Each drawer 3 has, on an edge of a bottom surface 15 that is oriented towards the rear wall surface 6 of the housing 2 and belongs to each drawer, a fitting 16. As emerges, inter alia, from FIG. 1, a tongue 17 is formed on the fitting 16 and is provided to engage in the interlocking profile 7. The tongues 17 and the interlocking profile 7 are constituent parts of an individual pull-out safeguard, as described in more detail in U.S. Pat. No. 5,605,388 and EP 0 755 478 AI. The construction and functional scope described in each case in that document of these individual pull-out safeguards is thus incorporated completely by reference and declared to be content of this patent application as well. The tongue 17 is in each case surrounded by a fork of the fitting. Between the tongue and the two legs 18, 19 of the fork, a gap is formed in each case. One of the two forks 18, 19 is provided with a slot 22.
FIG. 2 now shows how the interlocking profile 7 has three legs 23, 24, 25 belonging to a rail. Each side of a base leg 23 is adjoined by a side leg 24, 25, which in each case encloses an obtuse angle with the base leg 23. One free end of each side leg 24, 25 is bent over. In the bent-over ends, a switching strip 26, 27 is mounted in each case by one side edge 26 a, 27 a, is aligned essentially parallel to the rail and is able to execute pivoting movements about its side edges 26 a, 27 a. The two switching strips 26, 27 are coupled to each other via two dogs 28 which are each arranged in the area of one of the ends of the rail, in which area in each case the side edges 26 b, 27 b of the switching strips 26, 27 are arranged. The dogs 28 are guided in the side legs 24, 25 in planes which are aligned essentially orthogonally to the longitudinal extent of the interlocking profile.

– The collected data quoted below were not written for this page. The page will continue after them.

//! Centralized error types for the emitter core library.
//!
//! This module provides a unified error handling system that:
//! - Defines structured error types using `thiserror`
//! - Separates transport failures (what the wire reported) from emit
//!   failures (what the caller of `send_stream_resp` observes)
//! - Gives every error a machine-readable code for logs and responses

use serde::Serialize;
use thiserror::Error;

/// Trait for error types that provide machine-readable error codes.
///
/// Implement this trait to provide consistent error codes across different
/// error conversion paths.
pub trait ErrorCode {
    /// Returns a machine-readable error code.
    fn code(&self) -> &'static str;
}

/// Failure reported by a [`Transport`](crate::transport::Transport) write.
///
/// Every variant is fatal for the session that owns the transport.
#[derive(Debug, Clone, Error, PartialEq, Eq)]
pub enum TransportError {
    /// The remote peer went away (reset, broken pipe).
    #[error("peer is gone: {0}")]
    PeerGone(String),

    /// The stream was already closed locally or by the peer.
    #[error("stream closed")]
    Closed,

    /// A write did not complete within the configured write timeout.
    #[error("write timed out after {0}ms")]
    WriteTimeout(u64),

    /// Any other I/O failure.
    #[error("I/O error: {0}")]
    Io(String),
}

impl ErrorCode for TransportError {
    fn code(&self) -> &'static str {
        match self {
            Self::PeerGone(_) => "peer_gone",
            Self::Closed => "stream_closed",
            Self::WriteTimeout(_) => "write_timeout",
            Self::Io(_) => "io_error",
        }
    }
}

impl From<std::io::Error> for TransportError {
    fn from(err: std::io::Error) -> Self {
        use std::io::ErrorKind;
        match err.kind() {
            ErrorKind::BrokenPipe
            | ErrorKind::ConnectionReset
            | ErrorKind::ConnectionAborted
            | ErrorKind::NotConnected
            | ErrorKind::UnexpectedEof => Self::PeerGone(err.to_string()),
            _ => Self::Io(err.to_string()),
        }
    }
}

/// Error returned to producers calling into the emitter.
#[derive(Debug, Clone, Error, Serialize, PartialEq, Eq)]
#[serde(tag = "type", content = "details")]
pub enum EmitError {
    /// Target session is not registered (never was, or already removed).
    #[error("Unknown session: {0}")]
    UnknownSession(String),

    /// Session queue is full and the backpressure mode is fail-fast.
    #[error("Session {0} is backpressured (queue full)")]
    Backpressure(String),

    /// Caller deadline expired (or was cancelled) while waiting to enqueue.
    ///
    /// Nothing was written for this call.
    #[error("Timed out waiting to enqueue for session {0}")]
    Timeout(String),

    /// The transport failed; the session is being torn down.
    #[error("Send to session {session_id} failed: {reason}")]
    SendFailed {
        /// Session whose stream failed.
        session_id: String,
        /// Transport-level reason.
        reason: String,
    },

    /// A live session with this id is already registered.
    #[error("Duplicate session: {0}")]
    DuplicateSession(String),

    /// The outbound message could not be serialized.
    #[error("Invalid message: {0}")]
    InvalidMessage(String),
}

impl EmitError {
    /// Builds a [`EmitError::SendFailed`] from a transport failure.
    pub fn send_failed(session_id: &str, reason: impl ToString) -> Self {
        Self::SendFailed {
            session_id: session_id.to_string(),
            reason: reason.to_string(),
        }
    }

    /// Returns true if the error means the target session is unusable.
    #[must_use]
    pub fn is_fatal(&self) -> bool {
        matches!(self, Self::SendFailed { .. })
    }
}

impl ErrorCode for EmitError {
    fn code(&self) -> &'static str {
        match self {
            Self::UnknownSession(_) => "unknown_session",
            Self::Backpressure(_) => "backpressure",
            Self::Timeout(_) => "timeout",
            Self::SendFailed { .. } => "send_failed",
            Self::DuplicateSession(_) => "duplicate_session",
            Self::InvalidMessage(_) => "invalid_message",
        }
    }
}

/// Invalid [`EmitterConfig`](crate::config::EmitterConfig) values.
#[derive(Debug, Clone, Error, PartialEq, Eq)]
#[error("Configuration error: {0}")]
pub struct ConfigError(pub String);

/// Convenient Result alias for emit operations.
pub type EmitResult<T> = Result<T, EmitError>;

On one side of the interlocking profile 7 there are locking devices 8 which are arranged in an approximately vertical row (FIG. 4). Each of these locking devices 8 is assigned to one drawer 3 in each case and has an electrically actuated reciprocating magnet 30 (FIG. 2), on which a slide 31 is arranged. The slide 31 can be displaced by the reciprocating magnets 30 in an essentially horizontal movement in the direction of the interlocking profile 7. In addition, each slide 31 is loaded by a force in the direction away from the fitting 16 by a spring (not illustrated). Since the spring force is lower than the force originating from the respective reciprocating magnets 30, the slide 31 can be displaced counter to the spring force in the direction of the fitting 16. By this means, the slide 31 passes into the slot in the fitting 16 and locks the respective drawer 3 against being pulled out. In order to release the drawer 3, the respective reciprocating magnet 30 must be actuated electrically, by which means the spring (not illustrated) pushes the slide 31 out of the slot 22.
The tongue 17, which is illustrated inter alia in FIGS. 2 and 5A, has two sections 34, 35 of side edges which extend essentially in parallel. These two sections 34, 35 are bent over with respect to a push-in and pull-out direction (arrow 36) which extends essentially orthogonally with respect to the longitudinal extent of the interlocking profile 7. The side edge 34 located on the side of the first switching strip 26 has an undercut 37, which merges into a section 38 of this side edge of the tongue 17, which section extends essentially parallel to the push-in and pull-out direction 36. The side edge 35 of the tongue located opposite the second switching strip 27 is, by contrast, bent over over its entire length and, starting from the free end of the tongue, extends toward a center line 39 of the tongue and of the interlocking profile 7.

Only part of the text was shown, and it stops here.